Il nuovo sindaco di Palermo? Il centrodestra rischia di “incartarsi” tra veti e ripicche
La lezione di Milano, Napoli e Bologna sembra non avere insegnato nulla alle forze politiche del centrodestra. La prima impressione è che in vista delle elezioni amministrative di Palermo, che si svolgeranno nella primavera del 2022, possa ripetersi lo stesso cliché: una serie di veti incrociati rischia di mandare in fumo quella che – sulla carta – viene presentata come una vittoria facile facile dopo gli ultimi disastrosi anni di gestione Orlando.

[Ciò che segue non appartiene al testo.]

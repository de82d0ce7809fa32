use crate::ui::mvi::Reducer;

use super::intent::ViewIntent;
use super::state::ViewState;

pub struct ViewReducer;

impl Reducer for ViewReducer {
    type State = ViewState;
    type Intent = ViewIntent;

    fn reduce(state: Self::State, intent: Self::Intent) -> Self::State {
        match intent {
            ViewIntent::SetPage(page) => ViewState { page, scroll: 0 },
            ViewIntent::ScrollUp { lines } => ViewState {
                scroll: state.scroll.saturating_sub(lines),
                ..state
            },
            ViewIntent::ScrollDown { lines, max } => ViewState {
                scroll: state.scroll.saturating_add(lines).min(max.max(state.scroll)),
                ..state
            },
            ViewIntent::ScrollToTop => ViewState { scroll: 0, ..state },
        }
    }
}

#[cfg(test)]
mod tests {
    use super::*;
    use crate::site::Page;

    #[test]
    fn set_page_scrolls_to_top() {
        let state = ViewState {
            page: Page::Home,
            scroll: 40,
        };
        let state = ViewReducer::reduce(state, ViewIntent::SetPage(Page::Services));
        assert_eq!(state.page, Page::Services);
        assert!(state.is_at_top());
    }

    #[test]
    fn scroll_down_clamps_to_max() {
        let state = ViewReducer::reduce(
            ViewState::default(),
            ViewIntent::ScrollDown { lines: 50, max: 12 },
        );
        assert_eq!(state.scroll, 12);
    }

    #[test]
    fn scroll_down_never_jumps_backwards_when_max_shrinks() {
        let state = ViewState {
            page: Page::Home,
            scroll: 20,
        };
        let state = ViewReducer::reduce(state, ViewIntent::ScrollDown { lines: 3, max: 5 });
        assert_eq!(state.scroll, 20);
    }

    #[test]
    fn scroll_up_saturates_at_zero() {
        let state = ViewState {
            page: Page::About,
            scroll: 2,
        };
        let state = ViewReducer::reduce(state, ViewIntent::ScrollUp { lines: 10 });
        assert_eq!(state.scroll, 0);
        assert_eq!(state.page, Page::About);
    }
}
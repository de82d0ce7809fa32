use thiserror::Error;

/// Errors that stop the storefront before or while it owns the terminal.
#[derive(Debug, Error)]
pub enum AppError {
    #[error("Terminal I/O failed: {0}")]
    Terminal(#[from] std::io::Error),

    #[error("Failed to start async runtime: {0}")]
    Runtime(String),
}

Alla candidatura ormai “ufficiale” di Roberto Lagalla, attuale assessore regionale all’Istruzione che ha aderito all’Udc, Stefano Santoro ha contrapposto quella di Carolina Varchi, parlamentare di Fratelli d’Italia. C’è più di un “sospetto” che si tratti di una ripicca personale più che di un’analisi politica, probabilmente perché la candidatura di Lagalla è stata apprezzata dal presidente dell’Ars, Gianfranco Miccichè, che – guarda caso – è anche commissario regionale di Forza Italia, partito in cui lo stesso Santoro ha militato a lungo (ora non più), fino ad ottenere la carica di presidente del consiglio di amministrazione della Foss, la Fondazione Orchestra Sinfonica Siciliana.

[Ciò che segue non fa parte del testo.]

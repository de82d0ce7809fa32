use serde::{Deserialize, Serialize};
use std::path::PathBuf;
use std::time::Duration;

/// Root configuration container.
#[derive(Debug, Clone, PartialEq, Serialize, Deserialize, Default)]
pub struct Config {
    #[serde(default)]
    pub theme: ThemeConfig,
    #[serde(default)]
    pub form: FormConfig,
    #[serde(default)]
    pub ui: UiConfig,
    #[serde(default)]
    pub logging: LoggingConfig,
}

/// Brand colors, as `#rrggbb` strings.
#[derive(Debug, Clone, PartialEq, Serialize, Deserialize)]
pub struct ThemeConfig {
    #[serde(default = "default_brand_red")]
    pub brand_red: String,
    #[serde(default = "default_brand_blue")]
    pub brand_blue: String,
}

/// Contact form behavior.
#[derive(Debug, Clone, PartialEq, Serialize, Deserialize)]
pub struct FormConfig {
    /// Delay before the acknowledgment panel gives way to a fresh form (default: 5000).
    #[serde(default = "default_reset_delay_ms")]
    pub reset_delay_ms: u64,
}

/// Terminal loop settings.
#[derive(Debug, Clone, PartialEq, Serialize, Deserialize)]
pub struct UiConfig {
    /// Tick interval of the event loop in milliseconds (default: 250).
    #[serde(default = "default_tick_rate_ms")]
    pub tick_rate_ms: u64,
}

#[derive(Debug, Clone, PartialEq, Serialize, Deserialize, Default)]
pub struct LoggingConfig {
    /// Log file path. Falls back to the platform data directory.
    #[serde(default)]
    pub file: Option<PathBuf>,
}

fn default_brand_red() -> String {
    "#ec1313".to_string()
}

fn default_brand_blue() -> String {
    "#1e3a8a".to_string()
}

fn default_reset_delay_ms() -> u64 {
    5000
}

fn default_tick_rate_ms() -> u64 {
    250
}

impl Default for ThemeConfig {
    fn default() -> Self {
        Self {
            brand_red: default_brand_red(),
            brand_blue: default_brand_blue(),
        }
    }
}

impl Default for FormConfig {
    fn default() -> Self {
        Self {
            reset_delay_ms: default_reset_delay_ms(),
        }
    }
}

impl Default for UiConfig {
    fn default() -> Self {
        Self {
            tick_rate_ms: default_tick_rate_ms(),
        }
    }
}

impl FormConfig {
    pub fn reset_delay(&self) -> Duration {
        Duration::from_millis(self.reset_delay_ms)
    }
}

impl UiConfig {
    pub fn tick_rate(&self) -> Duration {
        Duration::from_millis(self.tick_rate_ms)
    }
}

Anche la Lega di Salvini, che vorrebbe mettere cappello sulla candidatura alla presidenza della Regione, sostiene di avere un buon candidato per la guida di Palermo. E se la Lega dice questo, perché non dovrebbe proporsi per la carica più ambita il capogruppo degli Autonomisti all’Ars, Totò Lentini? Ma fa capolino, ancora soltanto in “controluce”, anche la candidatura di Francesco Cascio, ex presidente dell’Ars ed ex assessore regionale, che con l’ex ministro Angelino Alfano aveva abbandonato Forza Italia per aderire al Nuovo centrodestra, arrivando a schierarsi con il centrosinistra. Cascio probabilmente vorrebbe essere considerato una sorta di sintesi tra candidato politico e candidato civico, buono per tutte le stagioni.

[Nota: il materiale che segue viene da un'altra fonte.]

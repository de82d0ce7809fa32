use crate::ui::mvi::Intent;

#[derive(Debug, Clone, PartialEq, Eq)]
pub enum ContactIntent {
    FocusNext,
    FocusPrev,
    /// Append a character to the focused text field.
    Input(char),
    Backspace,
    /// Line break in the message field; ignored elsewhere.
    Newline,
    NextService,
    PrevService,
    /// Submit action fired. Accepted only when name and phone are present.
    Submit,
    /// Deferred reset fired for the submission numbered `generation`.
    Reset { generation: u64 },
}

impl Intent for ContactIntent {}
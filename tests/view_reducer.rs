use garagefront::site::{compose, Page};
use garagefront::ui::mvi::Reducer;
use garagefront::ui::view::{ViewIntent, ViewReducer, ViewState};

#[test]
fn initial_page_is_home_at_top() {
    let state = ViewState::default();
    assert_eq!(state.page, Page::Home);
    assert!(state.is_at_top());
}

#[test]
fn every_ordered_pair_transitions_in_one_step() {
    for from in Page::ALL {
        for to in Page::ALL {
            let state = ViewState {
                page: from,
                scroll: 7,
            };
            let next = ViewReducer::reduce(state, ViewIntent::SetPage(to));
            assert_eq!(next.page, to, "{from:?} -> {to:?}");
            assert_eq!(next.scroll, 0, "{from:?} -> {to:?} kept scroll");
        }
    }
}

#[test]
fn self_transition_leaves_composition_unchanged() {
    for page in Page::ALL {
        let state = ViewState { page, scroll: 0 };
        let next = ViewReducer::reduce(state, ViewIntent::SetPage(page));
        assert_eq!(next, state);
        assert_eq!(next.sections(), compose(page));
    }
}

#[test]
fn home_is_reachable_from_every_page() {
    for page in Page::ALL {
        let state = ViewReducer::reduce(ViewState { page, scroll: 3 }, ViewIntent::SetPage(Page::Home));
        assert_eq!(state, ViewState::default());
    }
}

#[test]
fn scrolling_keeps_page() {
    let state = ViewReducer::reduce(
        ViewState::default(),
        ViewIntent::ScrollDown { lines: 4, max: 100 },
    );
    assert_eq!(state.scroll, 4);
    let state = ViewReducer::reduce(state, ViewIntent::ScrollToTop);
    assert_eq!(state, ViewState::default());
}
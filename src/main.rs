use anyhow::Context;
use clap::Parser;
use garagefront::config::Config;
use garagefront::logging::init_tracing;
use garagefront::site::{compose, Page};
use std::path::PathBuf;

#[derive(Parser, Debug)]
#[command(name = "garagefront", version, about = "Garage Repair of Coral Springs storefront")]
struct Args {
    /// Path to config file (defaults to the platform config directory)
    #[arg(long, value_name = "PATH")]
    config: Option<PathBuf>,

    /// Write logs to this file instead of the configured one
    #[arg(long, value_name = "PATH")]
    log_file: Option<PathBuf>,

    /// Print the section composition of PAGE as JSON and exit
    #[arg(long, value_name = "PAGE", value_enum)]
    sections: Option<Page>,
}

fn main() -> anyhow::Result<()> {
    let args = Args::parse();

    if let Some(page) = args.sections {
        let json = serde_json::to_string(compose(page))
            .context("Failed to serialize page composition")?;
        println!("{json}");
        return Ok(());
    }

    let config_path = args.config.unwrap_or_else(Config::config_path);
    let config = Config::load_from(&config_path)
        .with_context(|| format!("Failed to load config from {}", config_path.display()))?;

    let log_path = args.log_file.unwrap_or_else(|| config.log_path());
    init_tracing(&log_path)
        .with_context(|| format!("Failed to open log file {}", log_path.display()))?;
    tracing::info!(config = %config_path.display(), "Configuration loaded");

    garagefront::ui::runtime::run(&config)?;
    Ok(())
}

#[cfg(test)]
mod tests {
    use super::Args;
    use clap::Parser;
    use garagefront::site::Page;

    #[test]
    fn parses_sections_flag() {
        let args = Args::parse_from(["garagefront", "--sections", "about"]);
        assert_eq!(args.sections, Some(Page::About));
        assert!(args.config.is_none());
    }

    #[test]
    fn rejects_unknown_page() {
        assert!(Args::try_parse_from(["garagefront", "--sections", "blog"]).is_err());
    }
}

Mancano ancora alcuni mesi al voto ma i nomi definitivi non possono tardare di molto. L’idea che si ripeta quanto è accaduto a Milano, Napoli e Bologna, regalando la vittoria al centrosinistra al primo turno, non sembra campata in aria.
Senza contare che le elezioni di Palermo faranno da apripista a quelle per il nuovo presidente della Regione, carica per la quale già da tempo c’è la auto candidatura di Nello Musumeci che non ha certo riscosso successo fra gli alleati e che rischia di avvelenare ulteriormente il clima di questa legislatura ormai alla fine e senza grossi traguardi raggiunti. Anzi, ultimamente sono stati numerosi i “ceffoni” subiti dal Governatore che ha tentato di scaricare i fallimenti sui comportamenti altrui. Per fare esempi recenti, basterebbe guardare alla bocciatura del 100% dei progetti sulle risorse idriche che dovevano attingere ai fondi del Pnrr (e ovviamente si è trattato come sempre di un “complotto” ai danni della Sicilia e non di una incapacità della politica e della burocrazia isolana) o l’andamento lento della campagna vaccinale (colpa attribuita ai medici di famiglia che non fanno vaccini, dimenticando però che le dosi ai medici di base non sono mai arrivate, perché sono stati preferiti i mega hub).
Nemmeno nell’altra metà campo, quella del centro sinistra, le cose sembrano filare lisce anche se dal test elettorale delle grandi città italiane è arrivato un segnale di fiducia che ha ringalluzzito tutti. Senza offesa per nessuno, il livello della classe politica (e parliamo di tutta Italia, isole comprese) è sceso di molto, sia in termini strategici che di autorevolezza. E forse non è un caso che i cittadini si allontanino sempre più dalle urne.